O Lado Bom Da Vida

18 Capitulo 17 - Tempestade de Emoções.


Notas iniciais
OLHA QUEM VOLTOU PARA A ALEGRIA DE VOCÊS!!!!!! ( ou não :( ) Gente, eu voltei e agora é pra ficar. Eu tinha abandonada a fic, porque realmente eu tinha ficado doente ( tenho problema de ataque de asma e no ano passado tinha atacado muito forte a minha asma e fui fazer o tratamento e isso me desanimou muito ) e perdido a expiração de escrever mais nada! Bom, depois de todo esse tempo, eu sei foi mais de um ano sem escrever essa fic mas eu não esqueci de vocês não!! Eu me sentia muito mal por abandonar vocês e essa fic maravilhosa mas agra eu voltei e é pra ficar, hein!!!!1 Espero que eu ainda tenho leitores!!!!! Bom , chega de enrolar, porque eu sei que vocês devem estar muito ansiosas para ler. Beijos meus lindos ♥ TENHAM UMA ÓTIMA LEITURA! OBS: Obrigada lindas pela as 3 recomendações que eu recebi enquanto a fic estava de hiatos! MUUITO OBRIGADA ♥

Christian Grey P.O.V

Lembro exatamente o dia que eu perdi o medo.

Foi exatamente quando eu tinha 12 anos de idade. Mamãe resolveu me levar para o Parque — aonde existia aqueles tipos de brinquedos que davam um frio na barriga só de pensar em "andar" neles. Lembro exatamente como eu queria ir muito naquele brinquedo, que se chamava Montanha Russa. Eu ficava admirado com aquela primeira descida e como as pessoas gritavam e erguiam as mãos pro alto, lembro que eu queria fazer isso — erguer as mãos pro alto e gritar.
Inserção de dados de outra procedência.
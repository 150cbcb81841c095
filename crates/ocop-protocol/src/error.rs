//! Error types for the protocol layer.
//!
//! Each crate in the workspace defines its own error enum. When you see a
//! `ProtocolError`, the problem is in serialization/deserialization, not in
//! networking or credential storage.

/// Errors that can occur in the protocol layer.
#[derive(Debug, thiserror::Error)]
pub enum ProtocolError {
    /// Serialization failed (turning a Rust type into bytes).
    #[cfg(feature = "json")]
    #[error("encode failed: {0}")]
    Encode(serde_json::Error),

    /// Deserialization failed (turning bytes into a Rust type).
    ///
    /// Common causes: an HTML error page instead of JSON, missing required
    /// fields, or a truncated body.
    #[cfg(feature = "json")]
    #[error("decode failed: {0}")]
    Decode(serde_json::Error),

    /// The body decoded, but it is not a valid envelope, e.g. the
    /// `success` discriminator is missing, or `success: true` arrived
    /// without the payload the operation needs.
    #[error("invalid envelope: {0}")]
    InvalidEnvelope(String),
}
Mamãe estava com medo de ir nesse brinquedo. Ela me dizia que era muito pequeno e não podia ir mas eu gritava e esperneava para ela me deixar "brincar" nesse tal brinquedo. De tanto eu chorar e pedir "por favor, mamãe", ela resolveu deixar eu ir mas só que um condição: mamãe iria comigo.

Lembro quando o homem apertou o cinto de segurança e pronunciou " Tenha uma boa aventura". Mamãe, que estava nervosa do meu lado, deu um sorriso torto pro homem e olhou para mim e disse " Espero que isso vale a pena" e me deu um beijo na cabeça.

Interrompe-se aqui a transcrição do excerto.